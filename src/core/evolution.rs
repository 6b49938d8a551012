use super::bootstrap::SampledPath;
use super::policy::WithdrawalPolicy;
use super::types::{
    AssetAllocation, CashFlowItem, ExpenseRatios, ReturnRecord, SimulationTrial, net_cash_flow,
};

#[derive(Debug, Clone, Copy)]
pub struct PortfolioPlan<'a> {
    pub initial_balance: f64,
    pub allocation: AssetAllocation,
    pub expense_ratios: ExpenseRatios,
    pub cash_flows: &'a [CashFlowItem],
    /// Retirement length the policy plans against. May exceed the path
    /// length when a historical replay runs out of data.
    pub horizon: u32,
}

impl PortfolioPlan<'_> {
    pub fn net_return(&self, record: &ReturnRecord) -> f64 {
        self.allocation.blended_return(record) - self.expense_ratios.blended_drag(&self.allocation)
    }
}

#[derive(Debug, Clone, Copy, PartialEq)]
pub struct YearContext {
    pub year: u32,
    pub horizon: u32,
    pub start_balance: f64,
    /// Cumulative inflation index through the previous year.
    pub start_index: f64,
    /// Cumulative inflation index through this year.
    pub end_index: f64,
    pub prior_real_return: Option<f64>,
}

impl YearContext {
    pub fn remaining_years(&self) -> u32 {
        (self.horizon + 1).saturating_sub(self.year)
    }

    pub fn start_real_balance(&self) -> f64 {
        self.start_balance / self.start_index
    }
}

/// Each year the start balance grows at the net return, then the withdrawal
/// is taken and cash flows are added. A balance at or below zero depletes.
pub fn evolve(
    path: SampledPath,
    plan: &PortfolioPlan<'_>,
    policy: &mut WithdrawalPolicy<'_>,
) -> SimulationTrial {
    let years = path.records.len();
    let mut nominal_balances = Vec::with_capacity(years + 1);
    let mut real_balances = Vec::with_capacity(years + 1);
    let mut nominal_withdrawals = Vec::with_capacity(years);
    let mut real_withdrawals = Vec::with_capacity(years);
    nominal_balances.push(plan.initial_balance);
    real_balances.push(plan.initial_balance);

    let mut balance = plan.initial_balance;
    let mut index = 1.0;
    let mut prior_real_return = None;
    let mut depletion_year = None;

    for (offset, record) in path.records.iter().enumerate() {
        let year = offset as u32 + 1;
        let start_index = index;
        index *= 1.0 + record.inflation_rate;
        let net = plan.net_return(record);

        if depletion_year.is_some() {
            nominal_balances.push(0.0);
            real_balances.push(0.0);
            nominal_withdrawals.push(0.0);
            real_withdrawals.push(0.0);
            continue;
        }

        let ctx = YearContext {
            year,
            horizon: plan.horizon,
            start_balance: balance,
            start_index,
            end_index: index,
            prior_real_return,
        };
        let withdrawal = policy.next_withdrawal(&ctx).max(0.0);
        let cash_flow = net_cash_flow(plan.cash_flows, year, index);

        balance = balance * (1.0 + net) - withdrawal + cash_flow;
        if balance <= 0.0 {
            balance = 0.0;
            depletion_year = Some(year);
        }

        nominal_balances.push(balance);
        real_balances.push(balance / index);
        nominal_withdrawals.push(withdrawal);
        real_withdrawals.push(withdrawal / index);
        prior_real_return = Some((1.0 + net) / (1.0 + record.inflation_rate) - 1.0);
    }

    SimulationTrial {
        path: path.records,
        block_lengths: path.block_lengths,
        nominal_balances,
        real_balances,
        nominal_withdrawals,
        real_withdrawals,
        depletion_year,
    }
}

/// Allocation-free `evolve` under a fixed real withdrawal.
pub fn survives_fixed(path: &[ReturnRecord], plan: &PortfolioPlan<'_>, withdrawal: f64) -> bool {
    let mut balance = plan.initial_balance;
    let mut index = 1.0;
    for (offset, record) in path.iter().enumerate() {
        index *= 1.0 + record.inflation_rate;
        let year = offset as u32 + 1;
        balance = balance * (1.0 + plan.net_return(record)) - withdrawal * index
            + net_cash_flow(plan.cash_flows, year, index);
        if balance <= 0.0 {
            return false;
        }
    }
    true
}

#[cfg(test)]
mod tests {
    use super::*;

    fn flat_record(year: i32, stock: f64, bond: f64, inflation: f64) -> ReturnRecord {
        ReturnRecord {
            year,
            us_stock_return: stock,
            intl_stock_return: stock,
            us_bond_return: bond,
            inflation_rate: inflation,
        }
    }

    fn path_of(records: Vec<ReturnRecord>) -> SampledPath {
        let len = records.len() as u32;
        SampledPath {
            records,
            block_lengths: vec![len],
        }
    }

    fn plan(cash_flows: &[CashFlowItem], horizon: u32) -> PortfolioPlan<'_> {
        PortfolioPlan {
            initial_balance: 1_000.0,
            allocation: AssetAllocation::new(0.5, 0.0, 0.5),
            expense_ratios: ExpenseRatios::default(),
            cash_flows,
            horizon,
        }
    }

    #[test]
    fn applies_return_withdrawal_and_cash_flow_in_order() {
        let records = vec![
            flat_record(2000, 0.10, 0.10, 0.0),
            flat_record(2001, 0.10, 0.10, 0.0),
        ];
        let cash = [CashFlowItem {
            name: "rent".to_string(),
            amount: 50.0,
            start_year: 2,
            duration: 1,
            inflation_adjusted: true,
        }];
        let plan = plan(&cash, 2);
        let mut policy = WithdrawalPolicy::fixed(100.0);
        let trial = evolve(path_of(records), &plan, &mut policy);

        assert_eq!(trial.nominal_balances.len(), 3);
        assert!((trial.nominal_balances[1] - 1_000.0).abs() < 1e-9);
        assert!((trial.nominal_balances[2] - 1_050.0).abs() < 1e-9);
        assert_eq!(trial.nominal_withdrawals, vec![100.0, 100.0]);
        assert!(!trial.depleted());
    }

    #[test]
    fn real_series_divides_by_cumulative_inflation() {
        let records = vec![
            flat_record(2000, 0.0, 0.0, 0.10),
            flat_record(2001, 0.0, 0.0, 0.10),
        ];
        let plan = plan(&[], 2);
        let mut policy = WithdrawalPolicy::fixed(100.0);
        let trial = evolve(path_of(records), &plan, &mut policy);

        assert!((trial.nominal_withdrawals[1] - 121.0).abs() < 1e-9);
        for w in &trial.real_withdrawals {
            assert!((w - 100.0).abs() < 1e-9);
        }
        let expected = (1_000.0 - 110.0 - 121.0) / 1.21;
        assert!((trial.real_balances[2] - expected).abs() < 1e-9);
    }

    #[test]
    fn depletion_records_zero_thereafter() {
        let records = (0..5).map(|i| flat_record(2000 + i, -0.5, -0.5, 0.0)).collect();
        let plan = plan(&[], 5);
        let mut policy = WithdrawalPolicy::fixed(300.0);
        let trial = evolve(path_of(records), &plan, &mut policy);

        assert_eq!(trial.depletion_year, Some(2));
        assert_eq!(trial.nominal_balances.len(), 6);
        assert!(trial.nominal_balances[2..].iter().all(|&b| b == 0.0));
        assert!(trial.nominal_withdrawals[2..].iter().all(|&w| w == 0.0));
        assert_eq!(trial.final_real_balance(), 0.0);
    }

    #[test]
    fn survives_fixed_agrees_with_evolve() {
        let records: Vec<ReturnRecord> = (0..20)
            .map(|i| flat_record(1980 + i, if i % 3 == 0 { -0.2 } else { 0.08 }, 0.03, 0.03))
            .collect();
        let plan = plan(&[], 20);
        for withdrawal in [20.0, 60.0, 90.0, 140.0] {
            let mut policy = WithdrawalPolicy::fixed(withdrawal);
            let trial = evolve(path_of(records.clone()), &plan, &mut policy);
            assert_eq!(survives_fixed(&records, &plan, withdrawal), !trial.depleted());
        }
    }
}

++++++++

• _Exercise requirements_
Set down every entry again, exactly as written.

• _Solution to the problem_
filename src/core/evolution.rs
repository 6b49938d8a551012
use super::bootstrap::SampledPath;
use super::policy::WithdrawalPolicy;
use super::types::{
    AssetAllocation, CashFlowItem, ExpenseRatios, ReturnRecord, SimulationTrial, net_cash_flow,
};

#[derive(Debug, Clone, Copy)]
pub struct PortfolioPlan<'a> {
    pub initial_balance: f64,
    pub allocation: AssetAllocation,
    pub expense_ratios: ExpenseRatios,
    pub cash_flows: &'a [CashFlowItem],
    /// Retirement length the policy plans against. May exceed the path
    /// length when a historical replay runs out of data.
    pub horizon: u32,
}

impl PortfolioPlan<'_> {
    pub fn net_return(&self, record: &ReturnRecord) -> f64 {
        self.allocation.blended_return(record) - self.expense_ratios.blended_drag(&self.allocation)
    }
}

#[derive(Debug, Clone, Copy, PartialEq)]
pub struct YearContext {
    pub year: u32,
    pub horizon: u32,
    pub start_balance: f64,
    /// Cumulative inflation index through the previous year.
    pub start_index: f64,
    /// Cumulative inflation index through this year.
    pub end_index: f64,
    pub prior_real_return: Option<f64>,
}

impl YearContext {
    pub fn remaining_years(&self) -> u32 {
        (self.horizon + 1).saturating_sub(self.year)
    }

    pub fn start_real_balance(&self) -> f64 {
        self.start_balance / self.start_index
    }
}

/// Each year the start balance grows at the net return, then the withdrawal
/// is taken and cash flows are added. A balance at or below zero depletes.
pub fn evolve(
    path: SampledPath,
    plan: &PortfolioPlan<'_>,
    policy: &mut WithdrawalPolicy<'_>,
) -> SimulationTrial {
    let years = path.records.len();
    let mut nominal_balances = Vec::with_capacity(years + 1);
    let mut real_balances = Vec::with_capacity(years + 1);
    let mut nominal_withdrawals = Vec::with_capacity(years);
    let mut real_withdrawals = Vec::with_capacity(years);
    nominal_balances.push(plan.initial_balance);
    real_balances.push(plan.initial_balance);

    let mut balance = plan.initial_balance;
    let mut index = 1.0;
    let mut prior_real_return = None;
    let mut depletion_year = None;

    for (offset, record) in path.records.iter().enumerate() {
        let year = offset as u32 + 1;
        let start_index = index;
        index *= 1.0 + record.inflation_rate;
        let net = plan.net_return(record);

        if depletion_year.is_some() {
            nominal_balances.push(0.0);
            real_balances.push(0.0);
            nominal_withdrawals.push(0.0);
            real_withdrawals.push(0.0);
            continue;
        }

        let ctx = YearContext {
            year,
            horizon: plan.horizon,
            start_balance: balance,
            start_index,
            end_index: index,
            prior_real_return,
        };
        let withdrawal = policy.next_withdrawal(&ctx).max(0.0);
        let cash_flow = net_cash_flow(plan.cash_flows, year, index);

        balance = balance * (1.0 + net) - withdrawal + cash_flow;
        if balance <= 0.0 {
            balance = 0.0;
            depletion_year = Some(year);
        }

        nominal_balances.push(balance);
        real_balances.push(balance / index);
        nominal_withdrawals.push(withdrawal);
        real_withdrawals.push(withdrawal / index);
        prior_real_return = Some((1.0 + net) / (1.0 + record.inflation_rate) - 1.0);
    }

    SimulationTrial {
        path: path.records,
        block_lengths: path.block_lengths,
        nominal_balances,
        real_balances,
        nominal_withdrawals,
        real_withdrawals,
        depletion_year,
    }
}

/// Allocation-free `evolve` under a fixed real withdrawal.
pub fn survives_fixed(path: &[ReturnRecord], plan: &PortfolioPlan<'_>, withdrawal: f64) -> bool {
    let mut balance = plan.initial_balance;
    let mut index = 1.0;
    for (offset, record) in path.iter().enumerate() {
        index *= 1.0 + record.inflation_rate;
        let year = offset as u32 + 1;
        balance = balance * (1.0 + plan.net_return(record)) - withdrawal * index
            + net_cash_flow(plan.cash_flows, year, index);
        if balance <= 0.0 {
            return false;
        }
    }
    true
}

#[cfg(test)]
mod tests {
    use super::*;

    fn flat_record(year: i32, stock: f64, bond: f64, inflation: f64) -> ReturnRecord {
        ReturnRecord {
            year,
            us_stock_return: stock,
            intl_stock_return: stock,
            us_bond_return: bond,
            inflation_rate: inflation,
        }
    }

    fn path_of(records: Vec<ReturnRecord>) -> SampledPath {
        let len = records.len() as u32;
        SampledPath {
            records,
            block_lengths: vec![len],
        }
    }

    fn plan(cash_flows: &[CashFlowItem], horizon: u32) -> PortfolioPlan<'_> {
        PortfolioPlan {
            initial_balance: 1_000.0,
            allocation: AssetAllocation::new(0.5, 0.0, 0.5),
            expense_ratios: ExpenseRatios::default(),
            cash_flows,
            horizon,
        }
    }

    #[test]
    fn applies_return_withdrawal_and_cash_flow_in_order() {
        let records = vec![
            flat_record(2000, 0.10, 0.10, 0.0),
            flat_record(2001, 0.10, 0.10, 0.0),
        ];
        let cash = [CashFlowItem {
            name: "rent".to_string(),
            amount: 50.0,
            start_year: 2,
            duration: 1,
            inflation_adjusted: true,
        }];
        let plan = plan(&cash, 2);
        let mut policy = WithdrawalPolicy::fixed(100.0);
        let trial = evolve(path_of(records), &plan, &mut policy);

        assert_eq!(trial.nominal_balances.len(), 3);
        assert!((trial.nominal_balances[1] - 1_000.0).abs() < 1e-9);
        assert!((trial.nominal_balances[2] - 1_050.0).abs() < 1e-9);
        assert_eq!(trial.nominal_withdrawals, vec![100.0, 100.0]);
        assert!(!trial.depleted());
    }

    #[test]
    fn real_series_divides_by_cumulative_inflation() {
        let records = vec![
            flat_record(2000, 0.0, 0.0, 0.10),
            flat_record(2001, 0.0, 0.0, 0.10),
        ];
        let plan = plan(&[], 2);
        let mut policy = WithdrawalPolicy::fixed(100.0);
        let trial = evolve(path_of(records), &plan, &mut policy);

        assert!((trial.nominal_withdrawals[1] - 121.0).abs() < 1e-9);
        for w in &trial.real_withdrawals {
            assert!((w - 100.0).abs() < 1e-9);
        }
        let expected = (1_000.0 - 110.0 - 121.0) / 1.21;
        assert!((trial.real_balances[2] - expected).abs() < 1e-9);
    }

    #[test]
    fn depletion_records_zero_thereafter() {
        let records = (0..5).map(|i| flat_record(2000 + i, -0.5, -0.5, 0.0)).collect();
        let plan = plan(&[], 5);
        let mut policy = WithdrawalPolicy::fixed(300.0);
        let trial = evolve(path_of(records), &plan, &mut policy);

        assert_eq!(trial.depletion_year, Some(2));
        assert_eq!(trial.nominal_balances.len(), 6);
        assert!(trial.nominal_balances[2..].iter().all(|&b| b == 0.0));
        assert!(trial.nominal_withdrawals[2..].iter().all(|&w| w == 0.0));
        assert_eq!(trial.final_real_balance(), 0.0);
    }

    #[test]
    fn survives_fixed_agrees_with_evolve() {
        let records: Vec<ReturnRecord> = (0..20)
            .map(|i| flat_record(1980 + i, if i % 3 == 0 { -0.2 } else { 0.08 }, 0.03, 0.03))
            .collect();
        let plan = plan(&[], 20);
        for withdrawal in [20.0, 60.0, 90.0, 140.0] {
            let mut policy = WithdrawalPolicy::fixed(withdrawal);
            let trial = evolve(path_of(records.clone()), &plan, &mut policy);
            assert_eq!(survives_fixed(&records, &plan, withdrawal), !trial.depleted());
        }
    }
}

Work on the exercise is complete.